Barbieri et al. (2014) sequenced the subunit I of the cytochrome c oxidase (COI) gene in S. canicula populations across the Mediterranean Sea (FIGURE 1) to investigate the population genetic structure of the species and determine the connectivity between said populations. The results detected 27 COI haplotypes present, with moderate to high COI variability, with significant genetic structuring within the study area. Furthermore, the results suggest the Strait of Sicily is not an effective barrier for restricting gene flow, as western and eastern samples were not genetically divergent but found that populations from Adriatic Sea and Ionian Sea are genetically differ from those of other regions. Similarly, a study by Kousteni et al. (2014) investigated genetic structure and historical demography within S. canicula populations within the Mediterranean basin by use of the COI gene. They found strong genetic subdivision between western and eastern Mediterranean populations which suggests geographic isolation of the deep sea between sample sites enforces genetic differentiation of S. canicula due to their limited ability to disperse between sites and therefore geneflow is restricted. Moreover, the study concluded that S. canicula exhibits multiple genetic stocks across the Mediterranean. In contrast Soares & De Carvalho (2019) suggest that the findings of these studies may be due to the presence of Scyliorhinus duhamelii within the analysis which is morphologically similar and inhabits similar distributions.

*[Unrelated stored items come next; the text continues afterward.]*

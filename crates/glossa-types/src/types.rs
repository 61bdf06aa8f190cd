use serde::{Deserialize, Serialize};

#[derive(Debug, Clone)]
pub enum AppEvent {
    ConfigChanged,
    UiEvent(UiEvent),
    TextChanged {
        text: String,
        source: TextSource,
    },
    PartClicked(usize),
    SelectionMade {
        anchor: Option<usize>,
        focus: Option<usize>,
    },
    ShowParts(Vec<DisplayPart>),
    LookupPending {
        term: String,
    },
    ShowDetail(DisplayDetail),
    LookupFailed {
        term: String,
        message: String,
    },
    DetectionUpdate {
        language: Option<String>,
        detecting: bool,
    },
    SaveCurrent,
    RemoveEntry {
        term: String,
        language: String,
    },
    ListSaved,
    ShowSaved(Vec<DisplayEntry>),
    BackendReady,
}

#[derive(Debug, Clone)]
pub enum TextSource {
    Paste,
    File,
    Manual,
}

/// One rendered fragment of the segmented input, addressable by index.
#[derive(Debug, Clone, Serialize, Deserialize)]
pub struct DisplayPart {
    pub index: usize,
    pub surface: String,
    pub is_word: bool,
}

#[derive(Debug, Clone, Serialize, Deserialize)]
pub struct DisplayDetail {
    pub term: String,
    pub language: String,
    pub definition: String,
    pub pronunciation: Option<String>,
    pub part_of_speech: Option<String>,
    pub examples: Vec<String>,
    pub related: Vec<String>,
    pub translation: Option<String>,
    pub has_audio: bool,
}

#[derive(Debug, Clone, Serialize, Deserialize)]
pub struct DisplayEntry {
    pub term: String,
    pub language: String,
    pub definition: String,
}

#[derive(Debug, Clone)]
pub enum UiEvent {
    Show,
    Hide,
    Close,
}
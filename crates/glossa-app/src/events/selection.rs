use glossa_core::lookup::LookupOutcome;
use glossa_core::selection::{PhraseResolution, SelectionSpan};
use glossa_core::session::Session;
use glossa_core::types::LookupKey;
use glossa_provider::{LexicalProvider, SpeechSynthesizer, WordDetail};
use glossa_types::{AppEvent, DisplayDetail};
use kanal::AsyncSender;

pub async fn handle_part_clicked<L, S>(
    session: &Session<L, S>,
    app_to_ui_tx: &AsyncSender<AppEvent>,
    index: usize,
) -> anyhow::Result<()>
where
    L: LexicalProvider + 'static,
    S: SpeechSynthesizer + 'static,
{
    let Some(key) = session.key_for_click(index).await else {
        tracing::debug!("click on non-word part {}, ignoring", index);
        return Ok(());
    };

    start_lookup(session, app_to_ui_tx, key).await
}

pub async fn handle_selection<L, S>(
    session: &Session<L, S>,
    app_to_ui_tx: &AsyncSender<AppEvent>,
    anchor: Option<usize>,
    focus: Option<usize>,
) -> anyhow::Result<()>
where
    L: LexicalProvider + 'static,
    S: SpeechSynthesizer + 'static,
{
    let resolution = session.resolve_selection(SelectionSpan { anchor, focus });

    match &resolution {
        PhraseResolution::NoSelection => {
            tracing::debug!("selection could not be mapped, ignoring");
            Ok(())
        }
        PhraseResolution::NonWord => {
            tracing::debug!("selection covers no words, ignoring");
            Ok(())
        }
        PhraseResolution::Single(_) | PhraseResolution::Phrase(_) => {
            match session.key_for(&resolution).await {
                Some(key) => start_lookup(session, app_to_ui_tx, key).await,
                None => Ok(()),
            }
        }
    }
}

/// Run the attempt on a spawned task so new events keep flowing while the
/// provider calls are in flight; a superseded outcome sends nothing.
async fn start_lookup<L, S>(
    session: &Session<L, S>,
    app_to_ui_tx: &AsyncSender<AppEvent>,
    key: LookupKey,
) -> anyhow::Result<()>
where
    L: LexicalProvider + 'static,
    S: SpeechSynthesizer + 'static,
{
    app_to_ui_tx
        .send(AppEvent::LookupPending {
            term: key.term.clone(),
        })
        .await?;

    let coordinator = session.coordinator();
    let tx = app_to_ui_tx.clone();

    // Begin here so attempt order follows event order; only the fetch runs on
    // the spawned task
    let attempt = coordinator.begin(key.clone()).await;

    tokio::spawn(async move {
        match coordinator.run(attempt).await {
            LookupOutcome::Resolved(detail) => {
                let _ = tx
                    .send(AppEvent::ShowDetail(display_detail(&key, &detail)))
                    .await;
            }
            LookupOutcome::Failed { reason, message } => {
                tracing::warn!("lookup for '{}' failed: {}", key.term, reason);
                let _ = tx
                    .send(AppEvent::LookupFailed {
                        term: key.term,
                        message,
                    })
                    .await;
            }
            LookupOutcome::Superseded => {
                tracing::debug!("lookup for '{}' superseded, dropping", key.term);
            }
        }
    });

    Ok(())
}

fn display_detail(key: &LookupKey, detail: &WordDetail) -> DisplayDetail {
    DisplayDetail {
        term: key.term.clone(),
        language: key.source.clone(),
        definition: detail.definition.clone(),
        pronunciation: detail.pronunciation.clone(),
        part_of_speech: detail.part_of_speech.clone(),
        examples: detail.example_sentences.clone(),
        related: detail.related_words.clone(),
        translation: detail.translation.clone(),
        has_audio: detail.audio.is_some(),
    }
}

This study sets out to analyse mtDNA from samples of Scyliorhinus canicula obtained from the British isles and make comparisons of haplotypes against previous research conducted throughout the Mediterranean, the results of this study will reveal the similarities and/or differences of the geographical regions, adding to the scientific literature, broadening the range of scientific data of the Scyliorhinus canicula. This study investigates whether the 578bp region of the cytochrome c oxidase subunit I (COI) gene is informative in identifying Scyliorhinus canicula haplotypes within the continental shelves of the British Isles. Additionally, whether this data can provide information on the genetic structure and connectivity within populations from the Mediterranean Sea and wider Atlantic regions.